Detection of intracellular cavitation during selective targeting of the retinal pigment epithelium with a laser scanner

Certain retinal diseases, such as diabetic macular edema and drusen in age-related macular degeneration, are associated with a dysfunction of the retinal pigment epithelium (RPE), a post-mitotic cell layer crucial for the metabolism in the outer retina. Current therapies can manage disease complications but do not address the RPE's pivotal role in the early pathogenesis. Selective retina therapy (SRT) aims to selectively damage RPE in order to stimulate generation of healthy cells that may be able to remove existing edema or drusen.;This thesis addresses two outstanding challenges in SRT. First, the complicated SRT lasers are difficult to implement in clinics.

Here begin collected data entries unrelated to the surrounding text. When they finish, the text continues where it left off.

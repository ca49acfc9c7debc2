//! Pattern matching and feature unification over ambiguous, morphologically
//! tagged tokens.
//!
//! # Example
//!
//! ```rust
//! use std::sync::Arc;
//!
//! use grammatch::{EquivalenceRegistry, MatchElement, Rule, RuleSet, Sentence, Token, UnifyFeatures};
//!
//! let mut registry = EquivalenceRegistry::new();
//! registry
//!     .define("number", "singular", MatchElement::builder().tag_regex(".*:sg").build()?)
//!     .define("number", "plural", MatchElement::builder().tag_regex(".*:pl").build()?);
//!
//! let number = UnifyFeatures::new().feature("number");
//! let rule = Rule::builder("DET_NOUN_AGREEMENT")
//!     .element(MatchElement::builder().tag_regex("DET.*").unify(number.clone()).uni_negated())
//!     .element(MatchElement::builder().tag_regex("NOUN.*").unify(number).uni_negated())
//!     .message("'\\1' does not agree with '\\2'");
//!
//! let (rules, rejected) = RuleSet::load(Arc::new(registry), [rule]);
//! assert!(rejected.is_empty());
//!
//! let sentence = Sentence::new(vec![
//!     Token::with_reading("der", "der", "DET:sg", 0),
//!     Token::with_reading("Männer", "Mann", "NOUN:pl", 4).with_whitespace_before(true),
//! ]);
//! let found = rules.check(&sentence, None);
//!
//! assert_eq!(found.len(), 1);
//! assert_eq!((found[0].start_offset, found[0].end_offset), (0, 10));
//! assert_eq!(found[0].message, "'der' does not agree with 'Männer'");
//! # Ok::<(), grammatch::CompileError>(())
//! ```

pub mod error;
pub mod format;
pub mod pattern;
pub mod reading;
pub mod rule;
pub mod rule_set;
pub mod synthesis;
pub mod token;
pub mod unifier;

pub use error::CompileError;
pub use format::{CaseConversion, FormatterBuilder, IncludeSkipped, MatchFormatter};
pub use pattern::{ElementBuilder, MatchContext, MatchElement, Pattern, PatternMatch};
pub use reading::Reading;
pub use rule::{MatchRef, Rule, RuleBuilder, RuleMatch, Suggestion, SuggestionBuilder, SuggestionPart};
pub use rule_set::{MatchOptions, RuleSet};
pub use synthesis::Synthesizer;
pub use token::{Sentence, Token};
pub use unifier::{EquivalenceRegistry, Unifier, UnifyFeatures};
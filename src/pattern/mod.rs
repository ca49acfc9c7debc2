//! Pattern matching over tagged tokens.
//!
//! A pattern is a sequence of [`MatchElement`]s, each describing the token
//! acceptable at one position. A token is accepted if one of its readings
//! satisfies the element and no exception applies.
//!
//! # Element constraints
//!
//! | Constraint             | Meaning                                               |
//! |------------------------|-------------------------------------------------------|
//! | `text` / `regex`       | Surface (or lemma) equals literal / matches regex     |
//! | `negate`               | String constraint must *not* hold                     |
//! | `tag` / `tag_regex`    | Tag equals literal / matches regex (`UNKNOWN` = none) |
//! | `negate_tag`           | Tag constraint must *not* hold                        |
//! | `inflected`            | Lemma differs from surface                            |
//! | `whitespace_before`    | Token is (not) preceded by whitespace                 |
//! | `and` / `or`           | Sub-elements tested against the same reading          |
//! | `exception`            | Disqualifies the token if any reading matches         |
//! | `exception_next`       | Vetoes the tokens following this element's match      |
//! | `exception_previous`   | Vetoes the match if the preceding token matches       |
//! | `skip(n)`              | Up to n tokens may precede the match (-1 = any)       |
//! | `min/max_occurrence`   | Element may be omitted / repeated                     |
//! | `sentence_start`       | Matches only the synthetic first token                |
//! | `back_reference(i, f)` | Pattern built from element i's token at match time    |
//! | `unify(features)`      | Readings must agree with the rest of the block        |

pub mod element;
mod evaluate;
pub mod matcher;
pub mod text_matcher;


pub use element::{BackReference, ElementBuilder, MAX_COUNT, MatchElement, Occurrence, Skip};
pub use matcher::{ElementSpan, MAX_STEPS, MatchContext, Pattern, PatternMatch, find_all, match_at};
pub use text_matcher::{StringMatcher, TagMatcher};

Second, selective lesions are invisible in slit-lamp examination; a feedback mechanism is needed to ensure successful yet safe treatment. We hypothesized that RPE cells can be selectively destroyed by scanning the beam of a continuous-wave laser rapidly across the retina to produce microsecond-exposures at each irradiated RPE cell. In order to develop an online monitoring system, a solid understanding of the cell damage mechanism is crucial.;Successive generations of scanners were developed around an acousto-optic scanning platform, first for testing the feasibility of selectively destroying RPE cells ex-vivo on explants of bovine RPE, followed by in-vivo demonstration in rabbits over a wide range of clinically crucial exposure durations. Additional modules were implemented to monitor the backscattering of the treatment laser beam, aiming to detect intracellular cavitation in order to elucidate the cell damage mechanism.;Selective RPE cell damage was achieved with moderate laser power (≈100mW) with a large safety margin. Cavitation was detected routinely as a transient increase in backscattering and accompanied cell death for exposures of up to 10micros.;A compact laser scanner is a promising alternative to SRT and laser photocoagulation. Optical detection of intracellular cavitation is a highly sensitive method to identify RPE cell damage. The cell damage mechanism gradually transitioned from photo-mechanical to photo-thermal damage starting at 10micros exposures. The unique ability of the laser scanner to (1) adjust the cell damage extent and (2) measure the cell damage threshold locally to tightly control dosimetry are the key advantages of the scanning technology.